Psychoanalysis in China

In The Standard Edition of the Complete Psychological Works of Sigmund Freud, China and Chinese culture are mentioned just four times. The first mention relates to foot binding, which Freud considered an expression of fetishism and a ‘symbolic castration’; the second reference concerns Chinese dream interpretation; and the final two discuss the similarities between understanding Chinese script and language and Freud’s interpretive strategies of dreams (Zhang, 1992, pp.7-10). There is no evidence, however, that Freud had any deep communication with someone who knew Chinese culture well, despite several documents recording his correspondence with Zhang Shizhao, a very famous and influential intellectual in Chinese history (Blowers, 1993; Shi, 2014, p. 193; Zhang, 1992, p.6). Zhang was an important translator of Freud’s work and also translated the works of other Western ideologists. However, although he showed some interest in Freud's works, this interest was part of a general interest in all Western ideas, which were relatively new and striking to Chinese society at that time. Thus, his attitude reflects the initial attitude of many Chinese intellectuals to psychoanalysis, identifying it as just one of many Western ideas that they were eager to learn more about in the early 1900s.

Psychoanalysis in China before 1949

The first of Freud's works to be translated into Chinese was the Study of Dreams in 1914 (Shi, 2014). In the following decade, the main interest of translating books and papers in psychoanalysis focused on the interpretation of dreams and free association (Kirsner & Snyder, 2009, p.47). Chinese people’s initial interest in psychoanalysis was mainly on these two topics, which is understandable since China is a country with a long history of viewing dreams as meaningful. In the last century, Chinese people wanted to know how people from other countries, particularly from more scientific countries, thought about dreams. On the other hand, by thattime, for thousands of years, it had been difficult to imagine that somebody could be encouraged to engage freely in open discussion without censoring. Thus, this topic was quite new to the culture.

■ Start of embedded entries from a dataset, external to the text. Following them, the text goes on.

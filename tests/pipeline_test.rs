use std::path::Path;
use std::sync::Arc;

use edu_predict::artifact::{AnomalyDetector, Classifier, TrendModel};
use edu_predict::assembler::{assemble, FeatureVector, Overrides};
use edu_predict::config::TrainingConfig;
use edu_predict::data::{ReferenceDataset, Value};
use edu_predict::engine::PredictionEngine;
use edu_predict::error::{ArtifactError, EngineError};
use edu_predict::interpreter::interpret;
use edu_predict::model::{Outcome, Role, StudentProfile};
use edu_predict::registry::ModelRegistry;
use edu_predict::training::fit_all;

const COHORT: &str = "\
Marital status,Age at enrollment,Admission grade,Gender,Scholarship holder,Tuition fees up to date,Curricular units 1st sem (grade),Curricular units 2nd sem (grade),Unemployment rate,Inflation rate,GDP,Target_Dropout,Target_Enrolled,Target_Graduate
1,19,140.0,0,1,1,14.0,14.5,10.8,1.4,1.74,0,0,1
1,20,120.0,1,0,1,12.0,12.0,13.9,-0.3,0.79,0,1,0
2,21,110.0,1,0,0,10.0,9.0,9.4,-0.8,-3.12,1,0,0
1,24,125.0,0,0,1,11.0,11.5,16.2,0.3,-0.92,0,1,0
1,30,100.0,1,0,0,0.0,0.0,15.5,2.8,-4.06,1,0,0
";

/// Always answers Dropout at 82%.
struct RiskyClassifier;

impl Classifier for RiskyClassifier {
    fn predict(&self, _: &FeatureVector) -> Result<usize, ArtifactError> {
        Ok(0)
    }

    fn predict_proba(&self, _: &FeatureVector) -> Result<Vec<f64>, ArtifactError> {
        Ok(vec![0.82, 0.1, 0.08])
    }
}

struct AlwaysOutlier;

impl AnomalyDetector for AlwaysOutlier {
    fn predict(&self, _: &FeatureVector) -> Result<i32, ArtifactError> {
        Ok(-1)
    }
}

struct KnownTrend;

impl TrendModel for KnownTrend {
    fn predict(&self, inputs: &[f64]) -> Result<f64, ArtifactError> {
        assert_eq!(inputs, &[12.0]);
        Ok(11.4)
    }
}

fn cohort() -> ReferenceDataset {
    ReferenceDataset::from_reader(COHORT.as_bytes()).unwrap()
}

#[test]
fn test_exactly_one_outcome_per_row() {
    let ds = cohort();
    assert_eq!(
        ds.outcomes(),
        &[
            Outcome::Graduate,
            Outcome::Enrolled,
            Outcome::Dropout,
            Outcome::Enrolled,
            Outcome::Dropout
        ]
    );
}

#[test]
fn test_end_to_end_scenario() {
    let ds = cohort();
    assert_eq!(ds.column("Age at enrollment").unwrap().median(), Some(21.0));

    let overrides = Overrides::new().set("Age at enrollment", Value::Integer(22));
    let features = assemble(&ds, &overrides).unwrap();
    assert_eq!(features.get("Age at enrollment"), Some(&Value::Integer(22)));
    assert_eq!(features.get("Admission grade"), Some(&Value::Float(120.0)));
    assert_eq!(features.get("Marital status"), Some(&Value::Integer(1)));
    assert_eq!(features.get("Inflation rate"), Some(&Value::Float(0.3)));

    let result = interpret(&features, &RiskyClassifier, &AlwaysOutlier, &KnownTrend, 12.0).unwrap();
    assert_eq!(result.outcome, Outcome::Dropout);
    assert_eq!(result.confidence, 82.0);
    assert!(result.anomaly);
    assert_eq!(result.forecast, 11.4);
}

#[test]
fn test_engine_uses_profile_and_role() {
    let registry = ModelRegistry::builder()
        .classifier("Tuned Random Forest", RiskyClassifier)
        .anomaly(AlwaysOutlier)
        .trend(KnownTrend)
        .build();
    let engine = PredictionEngine::new(Arc::new(cohort()), Arc::new(registry)).unwrap();

    let assessment = engine
        .predict(&StudentProfile::default(), None, Role::parse("teacher"))
        .unwrap();
    assert_eq!(assessment.model, "Tuned Random Forest");
    assert_eq!(assessment.headline, "RISK ALERT");
    assert!(assessment.narrative.contains("Sem 2 Pred: 11.4"));
}

#[test]
fn test_engine_refuses_without_anomaly_model() {
    let registry = ModelRegistry::builder()
        .classifier("Tuned Random Forest", RiskyClassifier)
        .trend(KnownTrend)
        .build();
    assert!(!registry.is_ready());
    let err = PredictionEngine::new(Arc::new(cohort()), Arc::new(registry)).err().unwrap();
    assert!(matches!(err, EngineError::NotReady(_)));
}

#[test]
fn test_fitted_artifacts_drive_a_prediction() {
    let path = Path::new(env!("CARGO_MANIFEST_DIR")).join("data/academic_cleaned.csv");
    let ds = ReferenceDataset::load(&path).unwrap();
    let artifacts = fit_all(&ds, &TrainingConfig::default()).unwrap();
    assert!((0.0..=1.0).contains(&artifacts.accuracy));

    let registry = ModelRegistry::builder()
        .classifier("Tuned Logistic Regression", artifacts.classifier)
        .anomaly(artifacts.anomaly)
        .trend(artifacts.trend)
        .build();
    let engine = PredictionEngine::new(Arc::new(ds), Arc::new(registry)).unwrap();

    let assessment = engine
        .predict(&StudentProfile::default(), Some("Tuned Logistic Regression"), Some(Role::Student))
        .unwrap();
    assert!((0.0..=100.0).contains(&assessment.result.confidence));
    assert!(Outcome::ALL.contains(&assessment.result.outcome));
    assert!(assessment.result.forecast.is_finite());
}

In fact, in the early years, behaviourism was the most popular form of psychology in China and behaviourists were against psychoanalysis. At that time, therefore, it was writers who took the most active interest in psychoanalysis. The new generation of Chinese writers applied ideas and concepts in psychoanalysis to create their novels and to write literary criticism. These writers led the public interest in psychoanalysis and in the 1930s this interest reached a climax, with Freud becoming well known among educated Chinese people (Shi, 2014, p. 193; Zhang, 1992, pp.25-35). In those years, the main knowledge on Freud and psychoanalysis in China was his sexual theory. Sex-related topics had a long history in China and always caused complicated feelings, which I will discuss in the following chapters.

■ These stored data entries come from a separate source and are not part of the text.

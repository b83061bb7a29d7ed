use std::sync::Arc;

use actix_web::http::{header, StatusCode};
use actix_web::{web, HttpResponse, ResponseError};
use log::{error, info, warn};
use serde::{Deserialize, Serialize};
use serde_json::json;

use crate::analytics::CohortAnalyzer;
use crate::data::ReferenceDataset;
use crate::engine::PredictionEngine;
use crate::error::{DatasetError, EngineError, PredictionError, RegistryError, SchemaError};
use crate::model::{Assessment, Role, StudentProfile};
use crate::registry::ModelRegistry;
use crate::report::{self, REPORT_FILE_NAME};

#[derive(Deserialize, Debug)]
pub struct PredictRequest {
    #[serde(default)]
    pub role: String,
    #[serde(default)]
    pub model: Option<String>,
    #[serde(flatten)]
    pub profile: StudentProfile,
}

#[derive(Serialize)]
struct StatusResponse<'a> {
    ready: bool,
    dataset_records: Option<usize>,
    models: &'a [String],
    problem: Option<&'a str>,
    version: &'static str,
}

#[derive(Debug, thiserror::Error)]
pub enum ApiError {
    #[error("{0}")]
    NotReady(String),

    #[error(transparent)]
    Schema(#[from] SchemaError),

    #[error(transparent)]
    Engine(#[from] EngineError),
}

impl ResponseError for ApiError {
    fn status_code(&self) -> StatusCode {
        match self {
            ApiError::NotReady(_) | ApiError::Engine(EngineError::NotReady(_)) => StatusCode::SERVICE_UNAVAILABLE,
            ApiError::Schema(_) | ApiError::Engine(EngineError::Prediction(PredictionError::Schema(_))) => {
                StatusCode::BAD_REQUEST
            }
            ApiError::Engine(EngineError::UnknownModel(_)) => StatusCode::NOT_FOUND,
            ApiError::Engine(EngineError::Prediction(_)) => StatusCode::INTERNAL_SERVER_ERROR,
        }
    }

    fn error_response(&self) -> HttpResponse {
        HttpResponse::build(self.status_code()).json(json!({ "error": self.to_string() }))
    }
}

/// Shared, read-only service state. When loading failed the engine is
/// absent and every prediction route answers 503.
pub struct AppState {
    engine: Option<PredictionEngine>,
    dataset: Option<Arc<ReferenceDataset>>,
    models: Vec<String>,
    problem: Option<String>,
}
use ndarray::Array1;
use serde::Serialize;
use std::cmp::Ordering;

use crate::data::{Column, ColumnKind, ReferenceDataset};
use crate::model::{Outcome, ADMISSION_GRADE, AGE_AT_ENROLLMENT, SEM1_GRADE, SEM2_GRADE};

const HIGH_RISK_SAMPLE: usize = 5;
const CORRELATION_COLUMNS: usize = 5;

#[derive(Serialize, Clone, Debug, PartialEq)]
pub struct CohortSummary {
    pub total_records: usize,
    pub distribution: Vec<OutcomeShare>,
    pub success_rate: f64,
    pub risk_factor: f64,
    pub admission_by_outcome: Vec<OutcomeSpread>,
    pub semester_means: Option<SemesterMeans>,
    pub high_risk_count: usize,
    pub high_risk_sample: Vec<RiskEntry>,
    pub correlation: CorrelationMatrix,
}

/// Square matrix; `None` where the coefficient is undefined.
#[derive(Serialize, Clone, Debug, PartialEq)]
pub struct CorrelationMatrix {
    pub columns: Vec<String>,
    pub values: Vec<Vec<Option<f64>>>,
}

#[derive(Serialize, Clone, Debug, PartialEq)]
pub struct OutcomeShare {
    pub outcome: Outcome,
    pub count: usize,
    pub percent: f64,
}

/// Five-number summary of admission grades for one outcome.
#[derive(Serialize, Clone, Debug, PartialEq)]
pub struct OutcomeSpread {
    pub outcome: Outcome,
    pub min: f64,
    pub q1: f64,
    pub median: f64,
    pub q3: f64,
    pub max: f64,
}

#[derive(Serialize, Clone, Debug, PartialEq)]
pub struct SemesterMeans {
    pub first: f64,
    pub second: f64,
}

#[derive(Serialize, Clone, Debug, PartialEq)]
pub struct RiskEntry {
    pub row: usize,
    pub age: Option<f64>,
    pub admission_grade: Option<f64>,
    pub sem1_grade: Option<f64>,
}

pub struct CohortAnalyzer<'a> {
    dataset: &'a ReferenceDataset,
}

impl<'a> CohortAnalyzer<'a> {
    pub fn new(dataset: &'a ReferenceDataset) -> Self {
        CohortAnalyzer { dataset }
    }

    pub fn summarize(&self) -> CohortSummary {
        let total_records = self.dataset.len();
        let distribution: Vec<OutcomeShare> = Outcome::ALL
            .iter()
            .map(|&outcome| {
                let count = self.dataset.outcomes().iter().filter(|&&o| o == outcome).count();
                OutcomeShare {
                    outcome,
                    count,
                    percent: percent(count, total_records),
                }
            })
            .collect();

        let share = |outcome: Outcome| {
            distribution
                .iter()
                .find(|s| s.outcome == outcome)
                .map_or(0.0, |s| s.percent)
        };
        let success_rate = share(Outcome::Graduate);
        let risk_factor = share(Outcome::Dropout);

        let dropout_rows: Vec<usize> = self
            .dataset
            .outcomes()
            .iter()
            .enumerate()
            .filter(|(_, &o)| o == Outcome::Dropout)
            .map(|(i, _)| i)
            .collect();

        CohortSummary {
            total_records,
            success_rate,
            risk_factor,
            admission_by_outcome: self.admission_spread(),
            semester_means: self.semester_means(),
            high_risk_count: dropout_rows.len(),
            high_risk_sample: dropout_rows
                .iter()
                .take(HIGH_RISK_SAMPLE)
                .map(|&row| RiskEntry {
                    row,
                    age: self.cell(AGE_AT_ENROLLMENT, row),
                    admission_grade: self.cell(ADMISSION_GRADE, row),
                    sem1_grade: self.cell(SEM1_GRADE, row),
                })
                .collect(),
            correlation: self.correlation(),
            distribution,
        }
    }

    fn correlation(&self) -> CorrelationMatrix {
        let columns: Vec<&Column> = self
            .dataset
            .columns()
            .iter()
            .filter(|c| matches!(c.kind, ColumnKind::Integer | ColumnKind::Float))
            .take(CORRELATION_COLUMNS)
            .collect();
        CorrelationMatrix {
            columns: columns.iter().map(|c| c.name.clone()).collect(),
            values: columns
                .iter()
                .map(|a| columns.iter().map(|b| pearson(a, b)).collect())
                .collect(),
        }
    }

    fn cell(&self, column: &str, row: usize) -> Option<f64> {
        self.dataset.column(column)?.values.get(row)?.as_f64()
    }

    fn admission_spread(&self) -> Vec<OutcomeSpread> {
        let Some(column) = self.dataset.column(ADMISSION_GRADE) else {
            return Vec::new();
        };
        Outcome::ALL
            .iter()
            .filter_map(|&outcome| {
                let mut grades: Vec<f64> = column
                    .values
                    .iter()
                    .zip(self.dataset.outcomes())
                    .filter(|(_, &o)| o == outcome)
                    .filter_map(|(v, _)| v.as_f64())
                    .collect();
                if grades.is_empty() {
                    return None;
                }
                grades.sort_by(|a, b| a.partial_cmp(b).unwrap_or(Ordering::Equal));
                Some(OutcomeSpread {
                    outcome,
                    min: grades[0],
                    q1: quantile(&grades, 0.25),
                    median: quantile(&grades, 0.5),
                    q3: quantile(&grades, 0.75),
                    max: grades[grades.len() - 1],
                })
            })
            .collect()
    }

    fn semester_means(&self) -> Option<SemesterMeans> {
        let first = self.dataset.column(SEM1_GRADE)?.mean()?;
        let second = self.dataset.column(SEM2_GRADE)?.mean()?;
        Some(SemesterMeans { first, second })
    }
}

fn percent(count: usize, total: usize) -> f64 {
    if total == 0 {
        0.0
    } else {
        (count as f64 / total as f64 * 1000.0).round() / 10.0
    }
}

/// Pearson coefficient over rows where both cells are finite numbers.
fn pearson(a: &Column, b: &Column) -> Option<f64> {
    let (x, y): (Vec<f64>, Vec<f64>) = a
        .values
        .iter()
        .zip(&b.values)
        .filter_map(|(x, y)| Some((x.as_f64()?, y.as_f64()?)))
        .filter(|(x, y)| x.is_finite() && y.is_finite())
        .unzip();
    if x.len() < 2 {
        return None;
    }
    let (x, y) = (Array1::from(x), Array1::from(y));
    let dx = &x - x.mean()?;
    let dy = &y - y.mean()?;
    let denom = (dx.dot(&dx) * dy.dot(&dy)).sqrt();
    if denom <= f64::EPSILON {
        None
    } else {
        Some((dx.dot(&dy) / denom).clamp(-1.0, 1.0))
    }
}

/// Linear interpolation between closest ranks over sorted, non-empty input.
fn quantile(sorted: &[f64], q: f64) -> f64 {
    let pos = (sorted.len() - 1) as f64 * q;
    let lower = pos.floor() as usize;
    let upper = pos.ceil() as usize;
    let weight = pos - lower as f64;
    sorted[lower] + (sorted[upper] - sorted[lower]) * weight
}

The severe circumstances surrounding the invasion of the Japanese army and the civil war in China meant that Chinese people paid little attention to Freud or other Western thinkers, whose ideas were unrelated to the ideas of revolution. Furthermore, the main political parties in China had never had positive attitudes towards psychoanalysis (Zhang, 1992, p.34). After 1949, for decades, no one dared to mention Freud without criticising him, or else they simply ignored him and his theories. However, this was no special phenomenon. The only ideas that could safely be learned and spread from the West were those of Marxism-Leninism, which were reinterpreted by the Chinese Communist Party.

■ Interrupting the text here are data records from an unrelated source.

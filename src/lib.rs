//! EduPredict: academic outcome prediction over pre-fitted student models.
//!
//! ```text
//!  operator input ──► assembler ──► interpreter ──► report / JSON
//!                        ▲             ▲
//!                 ReferenceDataset  ModelRegistry
//! ```

pub mod analytics;
pub mod artifact;
pub mod assembler;
pub mod config;
pub mod data;
pub mod engine;
pub mod error;
pub mod interpreter;
pub mod model;
pub mod registry;
pub mod report;
pub mod server;
pub mod training;

/// `RUST_LOG` wins; otherwise `info`.
pub fn init_logging() {
    env_logger::Builder::from_env(env_logger::Env::default().default_filter_or("info")).init();
}
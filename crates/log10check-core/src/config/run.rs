//! Run configuration for conformance sweeps.

use crate::core::error::{ConformanceError, Result};

#[cfg(feature = "serde")]
use serde::Serialize;

/// What to do after the first failing check.
#[derive(Debug, Clone, Copy, PartialEq, Eq, Default)]
#[cfg_attr(feature = "serde", derive(Serialize))]
#[cfg_attr(feature = "serde", serde(rename_all = "snake_case"))]
pub enum FailurePolicy {
    /// Stop the run at the first failure.
    #[default]
    FailFast,
    /// Run every check and report all failures.
    CollectAll,
}

/// Configuration for a conformance run.
#[derive(Debug, Clone, PartialEq)]
#[cfg_attr(feature = "serde", derive(Serialize))]
pub struct RunConfig {
    /// Whether to stop at the first failure.
    pub failure_policy: FailurePolicy,
    /// Multiplier applied to every non-zero table tolerance (>= 1).
    pub tolerance_scale: f64,
    /// Whether to check `10^log10(x) ≈ x` over the table's positive inputs.
    pub round_trip: bool,
    /// Relative tolerance per decade of the logarithm for the round trip.
    /// `None` uses sixteen base epsilons of the run's precision.
    pub round_trip_tolerance: Option<f64>,
    /// Evaluate the table on the rayon pool when collecting all failures.
    pub parallel: bool,
}

impl Default for RunConfig {
    fn default() -> Self {
        Self {
            failure_policy: FailurePolicy::FailFast,
            tolerance_scale: 1.0,
            round_trip: false,
            round_trip_tolerance: None,
            parallel: false,
        }
    }
}

impl RunConfig {
    /// Check that every parameter is usable.
    pub fn validate(&self) -> Result<()> {
        if !self.tolerance_scale.is_finite() || self.tolerance_scale < 1.0 {
            return Err(ConformanceError::invalid_configuration(
                "tolerance_scale",
                format!("must be a finite value >= 1, got {}", self.tolerance_scale),
            ));
        }

        if let Some(tolerance) = self.round_trip_tolerance {
            if !tolerance.is_finite() || tolerance <= 0.0 {
                return Err(ConformanceError::invalid_configuration(
                    "round_trip_tolerance",
                    format!("must be a finite positive value, got {}", tolerance),
                ));
            }
        }

        Ok(())
    }

    /// Whether the run stops at the first failure.
    pub fn is_fail_fast(&self) -> bool {
        self.failure_policy == FailurePolicy::FailFast
    }
}

/// Builder for creating a custom run configuration.
pub struct RunConfigBuilder {
    config: RunConfig,
}

impl RunConfigBuilder {
    /// Create a new builder with default settings.
    pub fn new() -> Self {
        Self {
            config: RunConfig::default(),
        }
    }

    /// Set the failure policy.
    pub fn failure_policy(mut self, policy: FailurePolicy) -> Self {
        self.config.failure_policy = policy;
        self
    }

    /// Shorthand for [`FailurePolicy::CollectAll`] when `collect` is true.
    pub fn collect_all(self, collect: bool) -> Self {
        self.failure_policy(if collect {
            FailurePolicy::CollectAll
        } else {
            FailurePolicy::FailFast
        })
    }

    /// Set the tolerance multiplier.
    pub fn tolerance_scale(mut self, scale: f64) -> Self {
        self.config.tolerance_scale = scale;
        self
    }

    /// Enable or disable the round-trip sweep.
    pub fn round_trip(mut self, enabled: bool) -> Self {
        self.config.round_trip = enabled;
        self
    }

    /// Override the round-trip relative tolerance.
    pub fn round_trip_tolerance(mut self, tolerance: f64) -> Self {
        self.config.round_trip_tolerance = Some(tolerance);
        self
    }

    /// Enable or disable parallel evaluation.
    pub fn parallel(mut self, parallel: bool) -> Self {
        self.config.parallel = parallel;
        self
    }

    /// Build the configuration.
    pub fn build(self) -> Result<RunConfig> {
        self.config.validate()?;
        Ok(self.config)
    }
}

impl Default for RunConfigBuilder {
    fn default() -> Self {
        Self::new()
    }
}
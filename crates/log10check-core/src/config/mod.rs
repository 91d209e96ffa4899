//! Configuration utilities for conformance runs.

pub mod run;

// Re-export key items
pub use run::{FailurePolicy, RunConfig, RunConfigBuilder};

In the clinical realm, psychiatry was a totally new subject in China in the early 1900s, while psychotherapy was treated ‘as part of Western medicine’ (Kirsner & Snyder, 2009, p.47). In 1933, psychoanalysis was launched in the curriculum of Peking Union Medical College Hospital (PUMCH), and the first psychoanalyst in China, Dr. Dai Bingham, took a teaching post at PUMCH to train doctors and treat patients there. Dai was trained by Harry Stack Sullivan, Leon Saul and Karen Honey at the Chicago Institute for Psychoanalysis (Blowers & Wang, 2014, pp.150-151; Kirsner & Snyder, 2009, p.49; Shi, 2014, p. 193). In 2011, the first certified member of the International Psychoanalytical Association (IPA), Lin Tao, completed his course and become a recognised psychoanalyst. Thus, 78 years lie between Dai and Lin, the first and second psychoanalysts in China. This long intermediary period demonstrates the difficulties involved in launching psychoanalysis in the clinical realm in China.

After Dai, one of the doctors in Dai’s training. Ding Tsan, who was ‘a strong supporter of Freud’, applied psychoanalytical ideas to his academic writings and clinical practice (Blowers & Wang, 2014. pp.151-154). Along with other pioneers in the areas of psychiatry and psychotherapy, Ding led a miserable and tragic life after 1949. He was forced to stop all his studies and practice due to political intervention (ibid., pp.157-159). The practice of psychoanalysis with patients in China, which had begun in the 1930s, came to a standstill for many years and was not revived again until the 1980s. The whole process was in accordance with the shift of political circumstances and the change of general attitudes towards Western thought in China.